Romania, the largest of the Balkan countries having an area of 238,391 sq. km is located at the intersection of Central and South-eastern Europe; sharing its border with Hungary and Serbia to the west, Ukraine and Moldova to the northeast and east and Bulgaria to the South, it is the eighth largest country of the European Union.
The colour red colour in the Romanian flag represents the blood of the people who fought for the country, yellow for the grain that feeds its people and blue represents the sky.
Owing to its distance from the open sea, Romania has a climate that is temperate and continental with four distinct seasons. The winters are cold with quite low temperatures leading to a lot of snowfall in the mountains making it a perfect destination for skiers and snowboarders. Spring in Romania has cool mornings and warm nights. During summers, hot days are experienced along the black sea coastline. Autumn is cool and dry with colourful foliage from the trees and mountains creating a scenic beauty.

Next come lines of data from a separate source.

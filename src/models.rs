use chrono::NaiveDate;
use rust_decimal::{Decimal, RoundingStrategy};
use serde::{Deserialize, Serialize};
use std::fmt;

use crate::error::{InsightError, Result};

/// Lowest value a readiness slider accepts
pub const SLIDER_MIN: u8 = 1;
/// Highest value a readiness slider accepts
pub const SLIDER_MAX: u8 = 5;

/// Reject a slider value outside 1–5
pub fn validate_slider(name: &str, value: u8) -> Result<()> {
    if (SLIDER_MIN..=SLIDER_MAX).contains(&value) {
        Ok(())
    } else {
        Err(InsightError::invalid(format!(
            "{} must be between {} and {}, got {}",
            name, SLIDER_MIN, SLIDER_MAX, value
        )))
    }
}

/// Round to `dp` places with halves going away from zero (12.5 -> 13)
pub fn round_half_up(value: Decimal, dp: u32) -> Decimal {
    value.round_dp_with_strategy(dp, RoundingStrategy::MidpointAwayFromZero)
}

/// Daily self-reported readiness, one per user per day
#[derive(Debug, Clone, PartialEq, Serialize, Deserialize)]
pub struct ReadinessCheckIn {
    /// Day the check-in belongs to
    pub date: NaiveDate,

    /// Sleep quality (1 = terrible, 5 = great)
    pub sleep: u8,

    /// Stress level (1 = calm, 5 = overwhelmed)
    pub stress: u8,

    /// Muscle soreness (1 = fresh, 5 = wrecked)
    pub soreness: u8,

    /// Energy level (1 = empty, 5 = full tank)
    pub energy: u8,

    /// Free-text note about a sore spot or tweak
    #[serde(default)]
    pub hotspot_note: Option<String>,

    /// Body weight in kilograms
    #[serde(default)]
    pub weight_kg: Option<Decimal>,
}

impl ReadinessCheckIn {
    /// Reject sliders outside 1–5
    pub fn validate(&self) -> Result<()> {
        validate_slider("sleep", self.sleep)?;
        validate_slider("stress", self.stress)?;
        validate_slider("soreness", self.soreness)?;
        validate_slider("energy", self.energy)
    }

    /// Hotspot note with surrounding whitespace removed, if non-empty
    pub fn active_hotspot(&self) -> Option<&str> {
        self.hotspot_note
            .as_deref()
            .map(str::trim)
            .filter(|note| !note.is_empty())
    }
}

/// Recovery snapshot pushed by a wearable sync
#[derive(Debug, Clone, PartialEq, Serialize, Deserialize)]
pub struct WearableRecovery {
    /// Day the snapshot describes
    pub date: NaiveDate,

    /// Recovery percentage 0-100 (None when the device didn't score the night)
    pub recovery_score: Option<u8>,

    /// Heart rate variability (RMSSD) in milliseconds
    pub hrv_ms: Option<Decimal>,

    /// Resting heart rate in beats per minute
    pub resting_hr: Option<u16>,
}

/// Attack/defence counts logged against one training session
#[derive(Debug, Clone, PartialEq, Eq, Serialize, Deserialize)]
pub struct SessionAttackDefenceTally {
    /// Session the tally belongs to
    pub session_id: String,

    /// Session date
    pub date: NaiveDate,

    pub attacks_attempted: u32,
    pub attacks_successful: u32,
    pub defenses_attempted: u32,
    pub defenses_successful: u32,
}

impl SessionAttackDefenceTally {
    /// Successful counts may never exceed attempts
    pub fn validate(&self) -> Result<()> {
        if self.attacks_successful > self.attacks_attempted {
            return Err(InsightError::invalid(format!(
                "session {}: {} successful attacks out of {} attempted",
                self.session_id, self.attacks_successful, self.attacks_attempted
            )));
        }
        if self.defenses_successful > self.defenses_attempted {
            return Err(InsightError::invalid(format!(
                "session {}: {} successful defenses out of {} attempted",
                self.session_id, self.defenses_successful, self.defenses_attempted
            )));
        }
        Ok(())
    }

    /// True if anything at all was tallied
    pub fn has_activity(&self) -> bool {
        self.attacks_attempted > 0 || self.defenses_attempted > 0
    }
}

/// Class formats a session can be logged as
#[derive(Debug, Clone, Copy, PartialEq, Eq, Hash, PartialOrd, Ord, Serialize, Deserialize)]
#[serde(rename_all = "snake_case")]
pub enum ClassType {
    Gi,
    NoGi,
    OpenMat,
    Drilling,
    Competition,
    Private,
    Recovery,
}

impl ClassType {
    /// Sessions that count as deliberate technique work
    pub fn is_technique_focused(&self) -> bool {
        matches!(self, ClassType::Drilling | ClassType::Private)
    }
}

impl fmt::Display for ClassType {
    fn fmt(&self, f: &mut fmt::Formatter<'_>) -> fmt::Result {
        match self {
            ClassType::Gi => write!(f, "Gi"),
            ClassType::NoGi => write!(f, "No-Gi"),
            ClassType::OpenMat => write!(f, "Open Mat"),
            ClassType::Drilling => write!(f, "Drilling"),
            ClassType::Competition => write!(f, "Competition"),
            ClassType::Private => write!(f, "Private"),
            ClassType::Recovery => write!(f, "Recovery"),
        }
    }
}

impl std::str::FromStr for ClassType {
    type Err = String;

    fn from_str(s: &str) -> std::result::Result<Self, Self::Err> {
        match s.to_lowercase().replace(['-', ' ', '_'], "").as_str() {
            "gi" => Ok(ClassType::Gi),
            "nogi" => Ok(ClassType::NoGi),
            "openmat" => Ok(ClassType::OpenMat),
            "drilling" => Ok(ClassType::Drilling),
            "competition" => Ok(ClassType::Competition),
            "private" => Ok(ClassType::Private),
            "recovery" => Ok(ClassType::Recovery),
            _ => Err(format!("Unknown class type: {}", s)),
        }
    }
}

/// Minimal view of a logged training session
#[derive(Debug, Clone, PartialEq, Eq, Serialize, Deserialize)]
pub struct SessionSummary {
    pub id: String,
    pub date: NaiveDate,
    pub class_type: ClassType,
    pub duration_minutes: u32,
}

/// A single "this hurts" report
#[derive(Debug, Clone, PartialEq, Eq, Serialize, Deserialize)]
pub struct InjuryReport {
    /// Body area, e.g. "left knee"
    pub area: String,
    pub reported_on: NaiveDate,
}

/// Injury history and recovery-mode flag
#[derive(Debug, Clone, Default, PartialEq, Eq, Serialize, Deserialize)]
pub struct InjuryContext {
    /// User switched the journal into recovery mode
    #[serde(default)]
    pub recovery_mode: bool,

    #[serde(default)]
    pub reports: Vec<InjuryReport>,
}

/// An upcoming (or past) tournament on the user's calendar
#[derive(Debug, Clone, PartialEq, Eq, Serialize, Deserialize)]
pub struct CompetitionEvent {
    pub name: String,
    pub date: NaiveDate,
}

/// Next event on or after `today`
pub fn next_competition(
    calendar: &[CompetitionEvent],
    today: NaiveDate,
) -> Option<&CompetitionEvent> {
    calendar
        .iter()
        .filter(|event| event.date >= today)
        .min_by_key(|event| event.date)
}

Romanian cuisine is a diverse blend of different dishes due to its influence from both invaders and neighbours having a touch of Turkish, Hungarian and Austrian. Over the years, various such dishes have become just as traditional as the oldest Romanian food. The staple diet of the people heavily features the popular dishes of meat, cabbage rolls, sausages and stews. Romanian fishes are popular among the people as they are salty and grilled. Traditional Romanian desserts are pastries popularly known as ‘Danishes’ which are made with cheese fillings and a variety of toppings making it the typical dessert for the people.
Throughout the year, Romanians celebrate their ancient heritage and festivals with the changing seasons and religious holidays. In Romania, traditional folkways are meticulously preserved with young celebrants wearing the same costumes and dancing to the tunes played on the instruments traditional to their ancestors. Various traditional festivals are celebrated throughout the year and the most celebrated one amongst these is ‘Dance at Prislop’, which is very popular amongst three of the Romanian regions: Transylvania, Moldova and Maramures. Of all the events, folk festivals are without a doubt the most spectacular and popular among the people.
The majority of the people living in Romania are poor and the overall standard of living is low compared to that of the Western Europe. Only a few elite’s have access to various luxuries of life. Cars are rare and people who own them are usually part of the elite group, they also own imported consumer goods and household appliances representing another symbol of their high economic standing as compared to the poor. In Romania, it is considered a mark of wealth if a child is sent to day-care centres or is provided private tutoring. In cities, majority of the people wear westernized clothing, where-as in rural area some people still wear the traditional garb. For women it is wool skirts and for men it is a white blouse, leather belt and cap.